Die Erwartungen an das neue Format sind hoch: Laut einer Mitteilung der Stadt werden rund 30.000 Gäste für das dreitägige Hafenfest erwartet. Diese Zahl entspricht in etwa der Besucherfrequenz des bisherigen Spreewaldfestes und zeigt, dass die Stadt trotz finanzieller Schwierigkeiten auf ein erfolgreiches Veranstaltungsformat setzt.

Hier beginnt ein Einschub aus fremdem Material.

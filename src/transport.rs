//! Collaborator seams: outgoing report transport, link address, time source.

use std::time::Instant;

/// Bluetooth device address of a connected remote.
pub use bluer::Address;

/// Sends one output report to a device. Fire-and-forget: success means the
/// bytes were handed off, not that the remote acted on them.
pub trait Transport {
    fn send(&mut self, address: &Address, report: &[u8]) -> anyhow::Result<()>;
}

/// Monotonic millisecond time source for the report timer.
pub trait Clock {
    fn millis(&self) -> u64;
}

/// [`Clock`] counting from its own creation.
#[derive(Debug, Clone, Copy)]
pub struct MonotonicClock {
    start: Instant,
}

impl MonotonicClock {
    pub fn new() -> Self {
        Self {
            start: Instant::now(),
        }
    }
}

impl Default for MonotonicClock {
    fn default() -> Self {
        Self::new()
    }
}

impl Clock for MonotonicClock {
    fn millis(&self) -> u64 {
        self.start.elapsed().as_millis() as u64
    }
}
//! Wii Remote wire protocol: input report parsing, extension identification,
//! input mapping and output commands.

pub mod command;
pub mod extension;
pub mod mapping;
pub mod report;

pub use command::{OutputBuffer, OutputCommand};
pub use extension::ExtensionVariant;
pub use report::InputReport;
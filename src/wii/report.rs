//! Wii Remote input report parsing.
//!
//! Every report is `[id] [payload...]`, and every payload starts with the two
//! core button bytes:
//!   byte 0: LEFT=01 RIGHT=02 DOWN=04 UP=08 PLUS=10
//!   byte 1: TWO=01 ONE=02 B=04 A=08 MINUS=10 HOME=80
//!
//! | id   | payload | layout after buttons                                  |
//! |------|---------|-------------------------------------------------------|
//! | 0x20 | 6       | flags, reserved(2), battery                           |
//! | 0x21 | 21      | size/error, address (BE u16), data(16)                |
//! | 0x22 | 4       | acknowledged report id, error code                    |
//! | 0x30 | 2       | -                                                     |
//! | 0x31 | 5       | accelerometer(3)                                      |
//! | 0x32 | 10      | extension(8)                                          |
//! | 0x34 | 21      | extension(19)                                         |

use crate::error::ReportError;

pub const REPORT_STATUS: u8 = 0x20;
pub const REPORT_READ_DATA: u8 = 0x21;
pub const REPORT_ACK: u8 = 0x22;
pub const REPORT_BUTTONS: u8 = 0x30;
pub const REPORT_BUTTONS_ACCEL: u8 = 0x31;
pub const REPORT_BUTTONS_EXT8: u8 = 0x32;
pub const REPORT_BUTTONS_EXT19: u8 = 0x34;

/// Status flag: an extension is plugged in.
const FLAG_EXTENSION_CONNECTED: u8 = 0x02;

/// Core Wii Remote buttons, raw two-byte bitfield (active-high).
#[derive(Debug, Clone, Copy, Default, PartialEq, Eq)]
pub struct CoreButtons(pub [u8; 2]);

/// Physical Wii Remote buttons.
#[derive(Debug, Clone, Copy, PartialEq, Eq)]
pub enum WiiButton {
    DpadLeft,
    DpadRight,
    DpadDown,
    DpadUp,
    Plus,
    Two,
    One,
    B,
    A,
    Minus,
    Home,
}

impl WiiButton {
    /// (byte_index, bitmask) within [`CoreButtons`].
    pub const fn position(self) -> (usize, u8) {
        match self {
            WiiButton::DpadLeft => (0, 0x01),
            WiiButton::DpadRight => (0, 0x02),
            WiiButton::DpadDown => (0, 0x04),
            WiiButton::DpadUp => (0, 0x08),
            WiiButton::Plus => (0, 0x10),
            WiiButton::Two => (1, 0x01),
            WiiButton::One => (1, 0x02),
            WiiButton::B => (1, 0x04),
            WiiButton::A => (1, 0x08),
            WiiButton::Minus => (1, 0x10),
            WiiButton::Home => (1, 0x80),
        }
    }
}

impl CoreButtons {
    pub fn get(&self, btn: WiiButton) -> bool {
        let (byte_idx, mask) = btn.position();
        self.0[byte_idx] & mask != 0
    }
}

/// One parsed input report.
#[derive(Debug, Clone, PartialEq, Eq)]
pub enum InputReport {
    /// 0x20
    Status {
        buttons: CoreButtons,
        extension_connected: bool,
        battery: u8,
    },
    /// 0x21
    ReadData {
        buttons: CoreButtons,
        /// Number of valid bytes in `data` (1..=16).
        size: u8,
        error: u8,
        address: u16,
        data: [u8; 16],
    },
    /// 0x22
    Ack {
        buttons: CoreButtons,
        report: u8,
        error: u8,
    },
    /// 0x30
    Buttons { buttons: CoreButtons },
    /// 0x31
    ButtonsAccel {
        buttons: CoreButtons,
        accel: [u8; 3],
    },
    /// 0x32
    ButtonsExt8 {
        buttons: CoreButtons,
        extension: [u8; 8],
    },
    /// 0x34
    ButtonsExt19 {
        buttons: CoreButtons,
        extension: [u8; 19],
    },
    /// Any other report id. The payload is not inspected.
    Unknown { id: u8 },
}

/// Payload length each known report id needs, `None` for unknown ids.
fn payload_len(id: u8) -> Option<usize> {
    match id {
        REPORT_STATUS => Some(6),
        REPORT_READ_DATA => Some(21),
        REPORT_ACK => Some(4),
        REPORT_BUTTONS => Some(2),
        REPORT_BUTTONS_ACCEL => Some(5),
        REPORT_BUTTONS_EXT8 => Some(10),
        REPORT_BUTTONS_EXT19 => Some(21),
        _ => None,
    }
}

fn array<const N: usize>(data: &[u8]) -> [u8; N] {
    let mut out = [0u8; N];
    out.copy_from_slice(&data[..N]);
    out
}

impl InputReport {
    /// Parse a raw report (`[id] [payload...]`).
    ///
    /// Extra trailing bytes are ignored; a payload shorter than the id's
    /// layout is rejected.
    pub fn parse(raw: &[u8]) -> Result<Self, ReportError> {
        let (&id, payload) = raw.split_first().ok_or(ReportError::Empty)?;

        let Some(expected) = payload_len(id) else {
            return Ok(InputReport::Unknown { id });
        };
        if payload.len() < expected {
            return Err(ReportError::Truncated {
                id,
                expected,
                actual: payload.len(),
            });
        }

        let buttons = CoreButtons([payload[0], payload[1]]);
        let report = match id {
            REPORT_STATUS => InputReport::Status {
                buttons,
                extension_connected: payload[2] & FLAG_EXTENSION_CONNECTED != 0,
                battery: payload[5],
            },
            REPORT_READ_DATA => InputReport::ReadData {
                buttons,
                size: (payload[2] >> 4) + 1,
                error: payload[2] & 0x0F,
                address: u16::from_be_bytes([payload[3], payload[4]]),
                data: array(&payload[5..]),
            },
            REPORT_ACK => InputReport::Ack {
                buttons,
                report: payload[2],
                error: payload[3],
            },
            REPORT_BUTTONS => InputReport::Buttons { buttons },
            REPORT_BUTTONS_ACCEL => InputReport::ButtonsAccel {
                buttons,
                accel: array(&payload[2..]),
            },
            REPORT_BUTTONS_EXT8 => InputReport::ButtonsExt8 {
                buttons,
                extension: array(&payload[2..]),
            },
            REPORT_BUTTONS_EXT19 => InputReport::ButtonsExt19 {
                buttons,
                extension: array(&payload[2..]),
            },
            _ => InputReport::Unknown { id },
        };
        Ok(report)
    }

    /// Report id this value was parsed from.
    pub fn id(&self) -> u8 {
        match self {
            InputReport::Status { .. } => REPORT_STATUS,
            InputReport::ReadData { .. } => REPORT_READ_DATA,
            InputReport::Ack { .. } => REPORT_ACK,
            InputReport::Buttons { .. } => REPORT_BUTTONS,
            InputReport::ButtonsAccel { .. } => REPORT_BUTTONS_ACCEL,
            InputReport::ButtonsExt8 { .. } => REPORT_BUTTONS_EXT8,
            InputReport::ButtonsExt19 { .. } => REPORT_BUTTONS_EXT19,
            InputReport::Unknown { id } => *id,
        }
    }
}
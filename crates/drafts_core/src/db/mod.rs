//! SQLite bootstrap for the local key-value slot table.
//!
//! # Responsibility
//! - Open and configure SQLite connections for drafts core.
//! - Apply schema migrations in deterministic order.
//!
//! # Invariants
//! - Migration version is tracked via `PRAGMA user_version`.
//! - Stores must not touch `kv_slots` before migrations succeed.

use std::error::Error;
use std::fmt::{Display, Formatter};

pub mod migrations;
mod open;

pub use open::{open_db, open_db_in_memory};

pub type DbResult<T> = Result<T, DbError>;

#[derive(Debug)]
pub enum DbError {
    Sqlite(rusqlite::Error),
    UnsupportedSchemaVersion {
        db_version: u32,
        latest_supported: u32,
    },
}

impl Display for DbError {
    fn fmt(&self, f: &mut Formatter<'_>) -> std::fmt::Result {
        match self {
            Self::Sqlite(err) => write!(f, "{err}"),
            Self::UnsupportedSchemaVersion {
                db_version,
                latest_supported,
            } => write!(
                f,
                "database schema version {db_version} is newer than supported {latest_supported}"
            ),
        }
    }
}

impl Error for DbError {
    fn source(&self) -> Option<&(dyn Error + 'static)> {
        match self {
            Self::Sqlite(err) => Some(err),
            Self::UnsupportedSchemaVersion { .. } => None,
        }
    }
}

impl From<rusqlite::Error> for DbError {
    fn from(value: rusqlite::Error) -> Self {
        Self::Sqlite(value)
    }
}
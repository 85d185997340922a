//! PDF export hand-off.
//!
//! Core only names the file and forwards the session's current content to an
//! injected exporter; rasterization lives outside core.

use crate::clock::Clock;
use crate::service::autosave::AutosaveSession;
use crate::store::RecordStore;
use log::{error, info};
use std::error::Error;
use std::fmt::{Display, Formatter};

const FALLBACK_EXPORT_STEM: &str = "document";

/// Boxed error returned by exporter implementations.
pub type ExporterFailure = Box<dyn Error + Send + Sync + 'static>;

/// Export request handed to the renderer.
#[derive(Debug, Clone, PartialEq, Eq)]
pub struct ExportRequest {
    pub filename: String,
    /// Serialized rich-text content currently in the editor.
    pub content: String,
}

/// External renderer producing the downloadable file.
pub trait PdfExporter {
    fn export(&mut self, request: &ExportRequest) -> Result<(), ExporterFailure>;
}

#[derive(Debug)]
pub enum ExportError {
    Exporter(ExporterFailure),
}

impl Display for ExportError {
    fn fmt(&self, f: &mut Formatter<'_>) -> std::fmt::Result {
        match self {
            Self::Exporter(err) => write!(f, "export failed: {err}"),
        }
    }
}

impl Error for ExportError {
    fn source(&self) -> Option<&(dyn Error + 'static)> {
        match self {
            Self::Exporter(err) => Some(err.as_ref()),
        }
    }
}

/// Returns `<title>.pdf`, or `document.pdf` when the title is empty.
///
/// Whitespace-only titles are kept as typed.
pub fn export_filename(title: &str) -> String {
    if title.is_empty() {
        format!("{FALLBACK_EXPORT_STEM}.pdf")
    } else {
        format!("{title}.pdf")
    }
}

/// Exports the session's current editor state.
///
/// Failures are logged and returned; the session is left untouched.
pub fn export_document<S, C, E>(
    session: &AutosaveSession<S, C>,
    exporter: &mut E,
) -> Result<ExportRequest, ExportError>
where
    S: RecordStore,
    C: Clock,
    E: PdfExporter + ?Sized,
{
    let request = ExportRequest {
        filename: export_filename(session.title()),
        content: session.content().to_string(),
    };

    match exporter.export(&request) {
        Ok(()) => {
            info!(
                "event=doc_export module=export status=ok doc_id={} content_bytes={}",
                session.document_id(),
                request.content.len()
            );
            Ok(request)
        }
        Err(err) => {
            error!(
                "event=doc_export module=export status=error doc_id={} error_code=exporter_failed error={}",
                session.document_id(),
                err
            );
            Err(ExportError::Exporter(err))
        }
    }
}
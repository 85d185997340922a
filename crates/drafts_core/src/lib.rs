//! Core persistence and autosave logic for Drafts.
//! This crate is the single source of truth for document invariants.

pub mod clock;
pub mod config;
pub mod db;
pub mod logging;
pub mod model;
pub mod service;
pub mod store;

pub use clock::{Clock, ManualClock, SystemClock};
pub use config::CoreConfig;
pub use logging::{default_log_level, init_logging, logging_status, LogLevel};
pub use model::document::{new_document_id, DocumentId, DocumentRecord, DEFAULT_TITLE};
pub use service::autosave::{AutosaveSession, Mutation, PendingSave, SaveError, SaveState};
pub use service::export::{
    export_document, export_filename, ExportError, ExportRequest, ExporterFailure, PdfExporter,
};
pub use service::lifecycle::{
    DocumentLifecycle, DocumentSummary, LifecycleError, Resolution, ResolvedDocument,
};
pub use store::memory::MemoryRecordStore;
pub use store::sqlite::SqliteRecordStore;
pub use store::{RecordStore, StoreError, StoreResult, DEFAULT_SLOT_KEY};

/// Returns the core crate version.
pub fn core_version() -> &'static str {
    env!("CARGO_PKG_VERSION")
}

Auswirkungen auf die Region und die Zukunft

Die Absage des Spreewaldfestes nach 45 Jahren kontinuierlicher Durchführung stellt einen bedeutenden Einschnitt für die Identität der Spreewald-Region dar. Das Fest war nicht nur ein kulturelles Highlight, sondern auch ein wichtiger Wirtschaftsfaktor für die Stadt und die umliegenden Gemeinden.

Die Entscheidung für ein Hafenfest als neues Format zeigt jedoch auch die Anpassungsfähigkeit der Stadtverwaltung. Indem sie private Veranstalter mit ins Boot holt und das wirtschaftliche Risiko auslagert, findet Lübben einen pragmatischen Weg, trotz knapper Kassen ein großes Veranstaltungsformat aufrechtzuerhalten.

Die kommenden Monate werden zeigen, ob sich das neue Hafenfest als würdiger Nachfolger des traditionsreichen Spreewaldfestes etablieren kann und ob die erhofften 30.000 Besucher tatsächlich den Weg nach Lübben finden werden.